Founded by ClimatePartner, the new alliance represents more than 35 software companies, consultancies, auditors, and bodies working to measure emissions for over 23,000 organizations. Currently, a number of standardized practices, such as the Science Based initiatives targets, Integrated Science Assessments, and PAS, work to measure emissions, but they reportedly still leave some room for interpretation. The alliance may address potential ambiguity attached to carbon reporting by setting formal qualifications across jurisdictions, and working to create consistent carbon accounting services.

Some organizations involved in the alliance include PlanetMark, Anthesis, Normative, Ecologi, and Sage, among many others.

The alliance calls for commitments to action in meeting global net-zero goals beyond just measuring and reporting emissions, and they intend for carbon accounting to drive transition plans and emissions reductions.

Alliance Engages with Government Policy, Works to Avoid Greenwashing

As demand for carbon accounting services increases, the CAA plans to campaign to ensure governments’ green skills and jobs policies include carbon accounting as a key feature, also pushing for government regulations that encourage quality reporting. The alliance has already asked the United Kingdom’s Department for Energy Security and Net Zero to set a policy-driven timeline requiring businesses to report on at least Scope 1 and 2 emissions each year for better emissions transparency. Further, the CAA is calling for data sharing of energy, water, and waste amongst commercial landlords and tenants to support this goal.

The alliance also aims to help its clients avoid greenwashing, or false sustainability claims, that may occur if measurement and reporting is done incorrectly or in a misleading way.

Companies face skepticism from consumers and investors alike that the claims they make about emissions reductions and sustainability efforts are at least partially unfounded. According to PwC’s recently released Global Investor Survey, 94% of investors believe that corporate reporting on sustainability performance contains at least some unsupported claims.

According to the CAA, the group will allow for an open forum to address challenges faced in reporting and measurement, working toward better understanding of carbon accounting methodologies, rules, and databases.
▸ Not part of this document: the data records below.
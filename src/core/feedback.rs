use crate::core::mock::mock_feedback_report;
use crate::core::outcome::Outcome;
use crate::core::parser::{FeedbackReport, parse_feedback};
use crate::core::profile::TeacherProfile;
use crate::error::Result;
use async_openai::{
    config::OpenAIConfig,
    types::responses::{
        CreateResponseArgs, EasyInputMessageArgs, InputItem, InputParam, OutputItem,
        OutputMessageContent, Role,
    },
};
use tracing::{debug, error, warn};

const SYSTEM_PROMPT: &str =
    "You are an expert teaching coach providing detailed, actionable feedback.";
const MAX_OUTPUT_TOKENS: u32 = 3000;

#[derive(Clone)]
pub struct FeedbackService {
    /// `None` when no credential is configured; analysis then skips the
    /// network entirely and returns the sample report.
    client: Option<async_openai::Client<OpenAIConfig>>,
    model: String,
}

impl FeedbackService {
    pub fn new(api_key: Option<&str>, model: &str) -> Self {
        let client = api_key
            .map(|key| async_openai::Client::with_config(OpenAIConfig::new().with_api_key(key)));
        Self {
            client,
            model: model.to_string(),
        }
    }

    /// Analyze a teaching transcript against the teacher's profile.
    ///
    /// Never fails: with no credential the sample report is returned without
    /// a network call, and any provider error degrades to the same sample
    /// report with the error message attached for diagnostics.
    pub async fn analyze(
        &self,
        profile: &TeacherProfile,
        transcript: &str,
    ) -> Outcome<FeedbackReport> {
        let Some(client) = &self.client else {
            warn!("no OpenAI credential configured, returning sample feedback");
            return Outcome::Fallback {
                value: mock_feedback_report(),
                reason: None,
            };
        };

        match self.request_completion(client, profile, transcript).await {
            Ok(completion) => Outcome::Fetched(parse_feedback(&completion)),
            Err(e) => {
                error!(error = %e, "feedback generation failed, substituting sample report");
                Outcome::Fallback {
                    value: mock_feedback_report(),
                    reason: Some(e.to_string()),
                }
            }
        }
    }

    async fn request_completion(
        &self,
        client: &async_openai::Client<OpenAIConfig>,
        profile: &TeacherProfile,
        transcript: &str,
    ) -> Result<String> {
        let request = CreateResponseArgs::default()
            .max_output_tokens(MAX_OUTPUT_TOKENS)
            .model(&self.model)
            .input(InputParam::Items(vec![
                InputItem::EasyMessage(
                    EasyInputMessageArgs::default()
                        .role(Role::System)
                        .content(SYSTEM_PROMPT)
                        .build()?,
                ),
                InputItem::EasyMessage(
                    EasyInputMessageArgs::default()
                        .role(Role::User)
                        .content(build_prompt(profile, transcript)?)
                        .build()?,
                ),
            ]))
            .build()?;

        let response = client.responses().create(request).await?;

        let mut completion = String::new();
        for output in response.output {
            if let OutputItem::Message(message) = output {
                for part in message.content {
                    match part {
                        OutputMessageContent::OutputText(text) => completion.push_str(&text.text),
                        other => debug!(?other, "skipping non-text output content"),
                    }
                }
            }
        }

        Ok(completion)
    }
}

/// Render the fixed coaching prompt with the profile and transcript
/// interpolated verbatim.
pub fn build_prompt(profile: &TeacherProfile, transcript: &str) -> Result<String> {
    let profile_json = serde_json::to_string_pretty(profile)?;

    Ok(format!(
        "You are an expert teaching coach with years of experience observing and providing feedback to teachers.

Analyze the following teaching transcript and provide detailed, actionable feedback.

TEACHER PROFILE:
{profile_json}

TRANSCRIPT:
{transcript}

Please provide feedback in the following format:

OVERALL FEEDBACK:
[A 2-3 sentence summary of the teaching observed, highlighting major strengths and 1-2 key areas for growth]

STRENGTHS:
- [Strength 1]
- [Strength 2]
- [Strength 3]
- [Strength 4]
- [Strength 5]
- [Strength 6]

AREAS FOR IMPROVEMENT:
- [Area 1]
- [Area 2]
- [Area 3]
- [Area 4]
- [Area 5]
- [Area 6]
- [Area 7]
- [Area 8]
- [Area 9]

AVOID/RETHINK:
- [Issue 1]
- [Issue 2]
- [Issue 3]
- [Issue 4]
- [Issue 5]

DETAILED FEEDBACK:

DOMAIN 1: PLANNING AND PREPARATION
[Provide 7 specific observations about planning and preparation, using the following format for each:]
- ✅ [Strength]: [Evidence from transcript] → [Impact]
- ⏳ [Area for improvement]: [Evidence from transcript] → [Specific suggestion] → [Expected impact]
- ⛔ [Critical issue to avoid]: [Evidence from transcript] → [Why this should be reconsidered]

DOMAIN 2: CLASSROOM ENVIRONMENT
[Follow same format as Domain 1]

DOMAIN 3: INSTRUCTION
[Follow same format as Domain 1]

For each observation, provide:
1. Direct evidence from the transcript (quote or specific reference)
2. Specific changes that could be implemented immediately
3. The intended impact of these changes

Please ensure your feedback is specific, actionable, and directly tied to evidence from the transcript."
    ))
}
“I’m thrilled to announce the launch of the Carbon Accounting Alliance and to bring together leading companies across the industry to help organizations on their net zero journeys,” said Andrew Griffiths, Director of policy and partnerships at Planet Mark and co-founder of the CAA. To efficiently tackle the climate crisis, we need to work through a unified voice, and this Alliance has created a mechanism to do just that.”